GM’s Barra: Flexibility Answer to Waning Car Demand

The automaker’s chief executive does not elaborate on the efficiency of GM’s car architectures, but the automaker in recent years has engineered them so body styles could switched relatively easily and inexpensively.

James M. Amend, Senior Editor

July 25, 2017

3 Min Read
Chevy Cruze among GM cars with uncertain future
Chevy Cruze among GM cars with uncertain future.

As news headlines continue to swirl with reports General Motors plans to eliminate at least six cars from its product portfolio, Chairman and CEO Mary Barra declines to address the future of specific nameplates and says only that the automaker believes its lineup is positioned alongside consumer preferences.

“We are seeing a smaller car segment,” Barra says, calling the rapid demand shift to trucks and CUVs, or those so-called crossovers with SUV-like styling and a car-like ride, a global phenomenon.

“We have taken an over-the-horizon look at where that is going and we have very efficient architectures,” she says during a conference call with Wall Street analysts to discuss the automaker’s second-quarter financial performance. “We can leverage that very effectively to be well-positioned as the market continues to transform.

“And we have strong SUVs and crossovers rolling out,” she adds. “We will be well-positioned.”

Barra does not elaborate on the efficiency of GM’s compact and midsize car architectures, which are the skeleton of a vehicle such as the chassis and propulsion system, but the automaker in recent years has engineered flexibility into their designs so body styles could switched relatively easily and inexpensively.

For example, the Chevy Volt extended-range electric vehicle, a compact car WardsAuto forecasts ending production in 2022, is widely expected to shift to a CUV body style. Various media reports say the Volt, as well as the Cruze compact car, Sonic subcompact and Buick LaCrosse, Cadillac XTS and CT6 large cars could be cut sometime after 2020.

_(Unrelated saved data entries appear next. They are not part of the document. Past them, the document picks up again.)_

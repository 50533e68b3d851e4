//! Orchestrator configuration (§6 "Environment variables consumed", §8
//! boundary behaviors). Grounded on `config/__init__.py`'s `Settings` fields
//! of the same names and bounds.

use std::time::Duration;

#[derive(Debug, Clone)]
pub struct ExecConfig {
    pub max_execution_time: Duration,
    pub max_file_size_mb: u64,
    pub max_files_per_session: usize,
    pub max_output_files: usize,
    pub state_persistence_enabled: bool,
    /// Whether a failed (but not timed-out) execution still captures state
    /// (§4.6 step 8, §7 "execution succeeded (or the capture-on-error flag
    /// is set)").
    pub capture_state_on_error: bool,
}

impl Default for ExecConfig {
    fn default() -> Self {
        Self {
            max_execution_time: Duration::from_secs(120),
            max_file_size_mb: 100,
            max_files_per_session: 50,
            max_output_files: 10,
            state_persistence_enabled: true,
            capture_state_on_error: true,
        }
    }
}

impl ExecConfig {
    pub fn max_file_size_bytes(&self) -> u64 {
        self.max_file_size_mb * 1024 * 1024
    }

    pub fn from_env() -> Self {
        let default = Self::default();
        Self {
            max_execution_time: Duration::from_secs(
                cellbox_common::env_or("CELLBOX_MAX_EXECUTION_TIME", default.max_execution_time.as_secs())
                    .clamp(1, 300),
            ),
            max_file_size_mb: cellbox_common::env_or("CELLBOX_MAX_FILE_SIZE_MB", default.max_file_size_mb).clamp(1, 500),
            max_files_per_session: cellbox_common::env_or(
                "CELLBOX_MAX_FILES_PER_SESSION",
                default.max_files_per_session as u64,
            )
            .clamp(1, 200) as usize,
            max_output_files: cellbox_common::env_or("CELLBOX_MAX_OUTPUT_FILES", default.max_output_files as u64)
                .clamp(1, 50) as usize,
            state_persistence_enabled: cellbox_common::env_or(
                "CELLBOX_STATE_PERSISTENCE_ENABLED",
                default.state_persistence_enabled,
            ),
            capture_state_on_error: cellbox_common::env_or(
                "CELLBOX_CAPTURE_STATE_ON_ERROR",
                default.capture_state_on_error,
            ),
        }
    }
}
use std::fmt::Display;
use std::str::FromStr;

/// Mirrors the teacher's `EnvVarError` (`core/src/error.rs`): a named
/// variable plus optional operator-facing guidance, used for every
/// environment-variable-driven config value named in §6 ("Environment
/// variables consumed").
#[derive(Debug)]
pub struct EnvVarError {
    pub var: String,
    pub instructions: Option<String>,
}

impl Display for EnvVarError {
    fn fmt(&self, f: &mut std::fmt::Formatter<'_>) -> std::fmt::Result {
        write!(f, "missing or invalid environment variable `{}`", self.var)?;
        if let Some(instructions) = &self.instructions {
            write!(f, ". {instructions}")?;
        }
        Ok(())
    }
}

impl std::error::Error for EnvVarError {}

pub fn required_env(var: &str) -> Result<String, EnvVarError> {
    std::env::var(var).map_err(|_| EnvVarError {
        var: var.to_string(),
        instructions: None,
    })
}

pub fn env_or<T>(var: &str, default: T) -> T
where
    T: FromStr,
{
    std::env::var(var)
        .ok()
        .and_then(|v| v.parse().ok())
        .unwrap_or(default)
}

pub fn env_opt<T>(var: &str) -> Option<T>
where
    T: FromStr,
{
    std::env::var(var).ok().and_then(|v| v.parse().ok())
}

#[cfg(test)]
mod tests {
    use super::*;

    #[test]
    fn env_or_falls_back_to_default_when_unset() {
        let value: u64 = env_or("CELLBOX_TEST_DOES_NOT_EXIST_XYZ", 42);
        assert_eq!(value, 42);
    }

    #[test]
    fn required_env_reports_the_missing_variable_name() {
        let err = required_env("CELLBOX_TEST_DOES_NOT_EXIST_XYZ").unwrap_err();
        assert_eq!(err.var, "CELLBOX_TEST_DOES_NOT_EXIST_XYZ");
    }
}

Barra says GM’s compact and midsize car architectures launched in 2016 are designed to deliver more than two product lifecycles, which historically can range anywhere from four to eight years.

GM does not publically release lifecycle durations for its products, saying its focus is on improving the scale and flexibility of its cars and trucks while reducing development costs.

However, consumer demand for cars such as the Cruze rapidly has been waning, especially in the U.S. Cars accounted for 36.9% of U.S. light-vehicle sales through June, according to WardsAuto data.

GM has slashed production at its U.S. car plants in recent months to align its inventories with demand. Chief Financial Officer Chuck Stevens says additional cutbacks would be the first course of action for the automaker if car demand deteriorates further, rather than discounts to artificially spur sales.

“We do not want to damage the brand” with incentives, he says. “The compact segment is still a big segment and we still want to continue to improve the financial performance of those cars at whatever volume levels.”

Compact cars have accounted for 1.3 million industry sales so far this year, second in volume to CUVs at 2.8 million and narrowly ahead of pickups at 1.29 million. GM does not anticipate a recovery in car sales as the remainder of the year unfolds.

“We want to reach a natural demand, so we can get our manufacturing footprint and logistics and supplier footprints all aligned,” Stevens adds. “We will be competitive, but I would not anticipate significant price moves or incentive moves.”

GM expects third-quarter car and truck production to fall further in the second half of the year, as the automaker brings down output of certain cars and trucks as previously disclosed to accommodate tooling changeovers for future models. GM closed June with 980,454 LVs in stock and Stevens expects it to fall to between 800,000 and 825,000 by year-end.

GM earned $1.66 billion in the second quarter, down sharply from $2.87 billion year-ago. But taking out one-time charges and losses from the automaker’s recently jettisoned European operations, it delivers net income from continuing operations of $2.4 billion. Revenue fell $400 million to $37 billion.

“We delivered a strong second quarter despite a more challenging business environment that included softer industry sales in the U.S. and pricing challenges in China,” Barra says.